A: “We’re lucky in that a corporate goal of TriHealth is to keep its primary care offices looking and feeling like small practices that are reflective of the community in which they are located. The physician who founded the practice more than 30 years ago is still with us and has been a continuous, unifying force throughout name and corporate changes. For many people in this community, we are still known as ‘Dr. Drohan’s office.’”
Q: You have many measures in place to stay close to your patients’ care if they are referred out to a specialist or are admitted to the hospital. Are there challenges in providing this level of care?

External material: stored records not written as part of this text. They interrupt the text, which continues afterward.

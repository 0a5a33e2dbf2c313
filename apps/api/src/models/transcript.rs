use serde::{Deserialize, Serialize};

#[derive(Debug, Clone, Copy, PartialEq, Eq, Serialize, Deserialize)]
#[serde(rename_all = "lowercase")]
pub enum Role {
    User,
    Model,
}

#[derive(Debug, Clone, PartialEq, Eq, Serialize, Deserialize)]
pub struct Message {
    pub role: Role,
    pub text: String,
}

impl Message {
    pub fn user(text: impl Into<String>) -> Self {
        Self {
            role: Role::User,
            text: text.into(),
        }
    }

    pub fn model(text: impl Into<String>) -> Self {
        Self {
            role: Role::Model,
            text: text.into(),
        }
    }
}

/// Ordered chat record for one session.
///
/// Append-only. The single exception is the trailing model message, which is
/// rewritten in place while a reply streams into it.
#[derive(Debug, Clone, Default, PartialEq, Eq, Serialize)]
#[serde(transparent)]
pub struct Transcript {
    messages: Vec<Message>,
}

impl Transcript {
    pub fn new() -> Self {
        Self::default()
    }

    pub fn push(&mut self, message: Message) {
        self.messages.push(message);
    }

    /// Replaces the text of the trailing message if it is a model message.
    /// Returns `false` and leaves the transcript untouched otherwise.
    pub fn replace_last_model(&mut self, text: impl Into<String>) -> bool {
        match self.messages.last_mut() {
            Some(last) if last.role == Role::Model => {
                last.text = text.into();
                true
            }
            _ => false,
        }
    }

    pub fn to_vec(&self) -> Vec<Message> {
        self.messages.clone()
    }
}
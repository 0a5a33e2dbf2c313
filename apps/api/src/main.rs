mod auth;
mod config;
mod errors;
mod llm_client;
mod models;
mod planner;
mod routes;
mod server;
mod session;
mod sink;
mod state;

use anyhow::Result;
use std::net::SocketAddr;
use std::sync::Arc;
use std::time::Duration;
use tower_http::{cors::CorsLayer, trace::TraceLayer};
use tracing::info;
use tracing_subscriber::{layer::SubscriberExt, util::SubscriberInitExt, EnvFilter};

use crate::auth::user_context::UserContext;
use crate::auth::LoginClient;
use crate::config::Config;
use crate::llm_client::gemini::GeminiProvider;
use crate::routes::build_router;
use crate::session::registry::SessionRegistry;
use crate::sink::{HttpTranscriptSink, TranscriptSink};
use crate::state::AppState;

#[tokio::main]
async fn main() -> Result<()> {
    // Load configuration first (fails on missing required env vars)
    let config = Config::from_env()?;

    // Initialize structured logging
    tracing_subscriber::registry()
        .with(EnvFilter::try_from_default_env().unwrap_or_else(|_| {
            EnvFilter::new(format!(
                "{}={}",
                env!("CARGO_PKG_NAME").replace('-', "_"),
                &config.rust_log
            ))
        }))
        .with(tracing_subscriber::fmt::layer())
        .init();

    info!("Starting OptiLife API v{}", env!("CARGO_PKG_VERSION"));

    let timeout = Duration::from_secs(config.llm_timeout_secs);

    // Initialize LLM provider
    let provider = GeminiProvider::new(
        config.gemini_api_key.clone(),
        &config.gemini_base_url,
        timeout,
    )?;
    info!("LLM provider initialized (model: {})", llm_client::MODEL);

    // Transcript collector and login endpoint
    let sink: Arc<dyn TranscriptSink> =
        Arc::new(HttpTranscriptSink::new(config.collector_url.clone(), timeout)?);
    info!("Transcripts will be submitted to {}", config.collector_url);
    let login = LoginClient::new(config.login_url.clone(), timeout)?;
    let user = UserContext::load(&config.user_store_path).await;

    // Build app state
    let sessions = SessionRegistry::new();
    let idle_ttl = Duration::from_secs(config.session_idle_secs);
    sessions.spawn_reaper(Arc::clone(&sink), idle_ttl);
    info!("Sessions idle for {}s are closed", idle_ttl.as_secs());
    let state = AppState {
        sessions: sessions.clone(),
        provider: Arc::new(provider),
        sink: Arc::clone(&sink),
        login,
        user,
    };

    // Build router
    let app = build_router(state)
        .layer(TraceLayer::new_for_http())
        .layer(CorsLayer::permissive());

    let addr: SocketAddr = format!("0.0.0.0:{}", config.port).parse()?;
    info!("Listening on {addr}");

    let listener = tokio::net::TcpListener::bind(addr).await?;
    server::serve(listener, app, sessions, sink, shutdown_signal()).await?;
    info!("Shutdown complete");

    Ok(())
}

async fn shutdown_signal() {
    if let Err(e) = tokio::signal::ctrl_c().await {
        tracing::error!("Failed to listen for shutdown signal: {e}");
        std::future::pending::<()>().await;
    }
    info!("Shutdown signal received");
}
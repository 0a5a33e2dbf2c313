//! Axum route handlers for login, logout and the current user.

use axum::{extract::State, http::StatusCode, Json};
use serde::{Deserialize, Serialize};
use tracing::info;

use crate::errors::AppError;
use crate::models::user::User;
use crate::state::AppState;

#[derive(Debug, Deserialize)]
pub struct LoginRequest {
    #[serde(default)]
    pub name: String,
    #[serde(default)]
    pub password: String,
}

#[derive(Debug, Serialize)]
pub struct UserResponse {
    pub user: Option<User>,
}

/// POST /api/v1/login
///
/// Forwards the credentials to the login endpoint and stores the returned user.
pub async fn handle_login(
    State(state): State<AppState>,
    Json(request): Json<LoginRequest>,
) -> Result<Json<UserResponse>, AppError> {
    let user = state.login.login(&request.name, &request.password).await?;
    state.user.set(user.clone()).await?;
    Ok(Json(UserResponse { user: Some(user) }))
}

/// POST /api/v1/logout
pub async fn handle_logout(State(state): State<AppState>) -> Result<StatusCode, AppError> {
    if let Some(user) = state.user.clear().await? {
        info!(user = %user.name, "Logged out");
    }
    Ok(StatusCode::NO_CONTENT)
}

/// GET /api/v1/me
pub async fn handle_me(State(state): State<AppState>) -> Json<UserResponse> {
    Json(UserResponse {
        user: state.user.current().await,
    })
}
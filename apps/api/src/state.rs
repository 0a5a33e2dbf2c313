use std::sync::Arc;

use crate::auth::user_context::UserContext;
use crate::auth::LoginClient;
use crate::llm_client::ChatProvider;
use crate::session::registry::SessionRegistry;
use crate::sink::TranscriptSink;

/// Shared application state injected into all route handlers via Axum extractors.
#[derive(Clone)]
pub struct AppState {
    pub sessions: SessionRegistry,
    /// Model provider every new session opens its chat against.
    pub provider: Arc<dyn ChatProvider>,
    /// Where transcripts go when a session closes.
    pub sink: Arc<dyn TranscriptSink>,
    pub login: LoginClient,
    pub user: UserContext,
}
use serde::{Deserialize, Serialize};

/// The user object returned by the login endpoint.
///
/// Only `name` is guaranteed; anything else the endpoint sends is kept verbatim
/// so it can be written back to the local store unchanged.
#[derive(Debug, Clone, PartialEq, Serialize, Deserialize)]
pub struct User {
    pub name: String,
    #[serde(flatten)]
    pub extra: serde_json::Map<String, serde_json::Value>,
}
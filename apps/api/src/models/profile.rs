use serde::{Deserialize, Serialize};

pub const CREDIT_SCORE_MIN: u32 = 300;
pub const CREDIT_SCORE_MAX: u32 = 850;
pub const CONFIDENCE_MIN: u8 = 1;
pub const CONFIDENCE_MAX: u8 = 10;

/// The financial profile submitted through the planning form.
///
/// Field names match the form's wire format. A profile is never mutated after
/// submission; sessions share it behind an `Arc`.
#[derive(Debug, Clone, PartialEq, Serialize, Deserialize)]
pub struct Profile {
    // About you
    pub name: String,
    pub age: u32,
    pub employment_status: String,
    pub location: String,

    // Lifestyle & habits
    pub housing_situation: String,
    pub dining_habits: String,
    pub monthly_subscriptions: f64,

    // Financial snapshot
    pub monthly_income: f64,
    pub monthly_expenses: f64,
    pub total_debt: f64,
    pub credit_score: u32,
    pub bank_account_balance: f64,

    // Goal
    pub financial_goal: String,
    pub financial_confidence_score: u8,
}

/// A single field that breaks a profile invariant.
#[derive(Debug, Clone, PartialEq, Serialize)]
pub struct ProfileViolation {
    pub field: &'static str,
    pub reason: String,
}

impl Profile {
    /// Checks the form-level invariants. Returns every violation, not just the first.
    ///
    /// The prompt builder never calls this; only the HTTP layer does.
    pub fn validate(&self) -> Vec<ProfileViolation> {
        let mut violations = Vec::new();

        if self.name.trim().is_empty() {
            violations.push(ProfileViolation {
                field: "name",
                reason: "must not be empty".to_string(),
            });
        }

        if self.financial_goal.trim().is_empty() {
            violations.push(ProfileViolation {
                field: "financial_goal",
                reason: "must not be empty".to_string(),
            });
        }

        let money = [
            ("monthly_subscriptions", self.monthly_subscriptions),
            ("monthly_income", self.monthly_income),
            ("monthly_expenses", self.monthly_expenses),
            ("total_debt", self.total_debt),
            ("bank_account_balance", self.bank_account_balance),
        ];
        for (field, value) in money {
            if !value.is_finite() || value < 0.0 {
                violations.push(ProfileViolation {
                    field,
                    reason: format!("must be a non-negative amount, got {value}"),
                });
            }
        }

        if !(CREDIT_SCORE_MIN..=CREDIT_SCORE_MAX).contains(&self.credit_score) {
            violations.push(ProfileViolation {
                field: "credit_score",
                reason: format!(
                    "must be between {CREDIT_SCORE_MIN} and {CREDIT_SCORE_MAX}, got {}",
                    self.credit_score
                ),
            });
        }

        if !(CONFIDENCE_MIN..=CONFIDENCE_MAX).contains(&self.financial_confidence_score) {
            violations.push(ProfileViolation {
                field: "financial_confidence_score",
                reason: format!(
                    "must be between {CONFIDENCE_MIN} and {CONFIDENCE_MAX}, got {}",
                    self.financial_confidence_score
                ),
            });
        }

        violations
    }
}

#[cfg(test)]
pub(crate) fn sample_profile() -> Profile {
    Profile {
        name: "Sami Miri".to_string(),
        age: 21,
        employment_status: "Student".to_string(),
        location: "Austin, TX".to_string(),
        housing_situation: "Renting".to_string(),
        dining_habits: "Mix of Both".to_string(),
        monthly_subscriptions: 75.0,
        monthly_income: 3200.0,
        monthly_expenses: 1800.0,
        total_debt: 400.0,
        credit_score: 700,
        bank_account_balance: 3700.0,
        financial_goal: "Buy first car".to_string(),
        financial_confidence_score: 6,
    }
}
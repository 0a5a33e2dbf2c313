// Prompt templates for the initial plan message.
// Placeholders are `{name}`-style and filled by prompt_builder.

/// Style guide shared by both plan branches.
pub const STYLE_GUIDE: &str = r#"You are OptiLife, an expert financial advisor AI.

OVERALL STYLE GUIDE (Follow for ALL responses):

Persona: Act like a real human advisor, not a robot. Your tone should be encouraging, empathetic, and professional. If discussing cars, be a helpful expert from Toyota and Capital One. If discussing general finance, be a supportive advisor from Capital One.

Brevity: Keep all your responses concise and to the point.

Action Plan Structure: Present your advice as a simple, numbered list. IMPORTANT: Do NOT use the word 'Step' in your responses. Just use the numbers to guide the user through the plan naturally.

Readability: Use double line breaks (an empty line) between paragraphs and distinct points.

---

A new user, {name}, has provided their information. Their primary goal is: "{financial_goal}"."#;

/// Vehicle purchase plan. Replace: {name}, {monthly_income}, {credit_score}, {total_debt}
pub const VEHICLE_PLAN_TEMPLATE: &str = r#"The user's goal is buying a vehicle. Act as a specialized auto-financing advisor and create a conversational, numbered action plan following the style guide above.

1. Welcome & Recommend a Toyota.
Welcome {name}. Based on their profile, recommend a specific, appropriate Toyota model.
Briefly justify why it's a good fit, referencing Toyota's core advantages: reliability, resale value, and cost efficiency.
Mention that Toyota Financial Services and Capital One can both help them access flexible payment plans or pre-qualification options.

2. Share Owner Reviews.
Present 1-2 summarized, realistic owner reviews for the recommended model.
Start this section with "Here's what other owners are saying:".
Highlight benefits like fuel efficiency, comfort, tech features, and resale reliability.

3. Provide a Financing Simulation.
Provide a clear, estimated monthly payment simulation.
Base your calculation on their monthly income (${monthly_income}), credit score ({credit_score}), and total debt (${total_debt}).
State your assumptions clearly: interest rate, loan term, and down payment.
Then compare how Toyota Financial Services vs Capital One Auto Finance could structure their financing (pre-approval, flexible APRs, loyalty discounts).

4. Engage and Ask.
End with an open-ended question to encourage conversation, like:
"How does this initial plan look, {name}? Would you like to explore a Toyota pre-qualification through Capital One, or view another model's financing plan?""#;

/// General financial goal plan. Replace: {name}
pub const GENERAL_PLAN_TEMPLATE: &str = r#"Create a numbered action plan to help the user move towards their goal, following the style guide above.

1. Welcome & Acknowledge.
Start with a warm welcome to {name}, acknowledge their goal, and state the first action.

2-4. Provide Actionable Steps.
Present 3 of the most impactful, small, and actionable steps.
For each one, briefly explain why it matters given their specific financial snapshot (income, expenses, debt, credit score, and balance).
Use Capital One insights or savings products where relevant (budgeting, debt management, or credit improvement).

5. Engage and Ask.
End with a question to encourage conversation, like "Which of these first steps feels most achievable for you right now?""#;

pub const GENERAL_RULE: &str = "General Rule:\n\
    If you need more information from the user to provide a better recommendation, feel free to ask them.";

/// Labeled profile block appended to every initial prompt.
pub const PROFILE_BLOCK_TEMPLATE: &str = r#"User Data for Analysis:

Name: {name}

Age: {age}

Employment: {employment_status}

Location: {location}

Housing: {housing_situation}

Dining Habits: {dining_habits}

Monthly Subscriptions: ${monthly_subscriptions}

Monthly Income: ${monthly_income}

Monthly Expenses: ${monthly_expenses}

Total Debt: ${total_debt}

Bank Balance: ${bank_account_balance}

Credit Score: {credit_score}

Financial Confidence (1-10): {financial_confidence_score}

Primary Goal: "{financial_goal}""#;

A: “Medicine isn’t necessarily known for always communicating well between channels, and communication gaps can be very detrimental to patient care. We see information gaps most frequently after a hospital admission, so we work extremely hard to prevent this. When a patient is admitted within our health system, care is seamless. We share a computer system, and care coordinators on both ends communicate about the patients and their discharge needs. When a patient is admitted outside our system, it’s much harder, but our care coordinators have worked hard to establish contacts within those hospitals so we can better coordinate care.”
Q: In your opinion, why is your practice successful?
A: “Our founding physician sets the tone and continues to foster our commitment to quality and providing exemplary care to our patients. For a 30-year-old practice, we’re uniquely resilient about change and willingly adapt when needed. If something isn’t working, we’re good about sitting down to discuss the problem and come up with a better solution. I think that defines us.”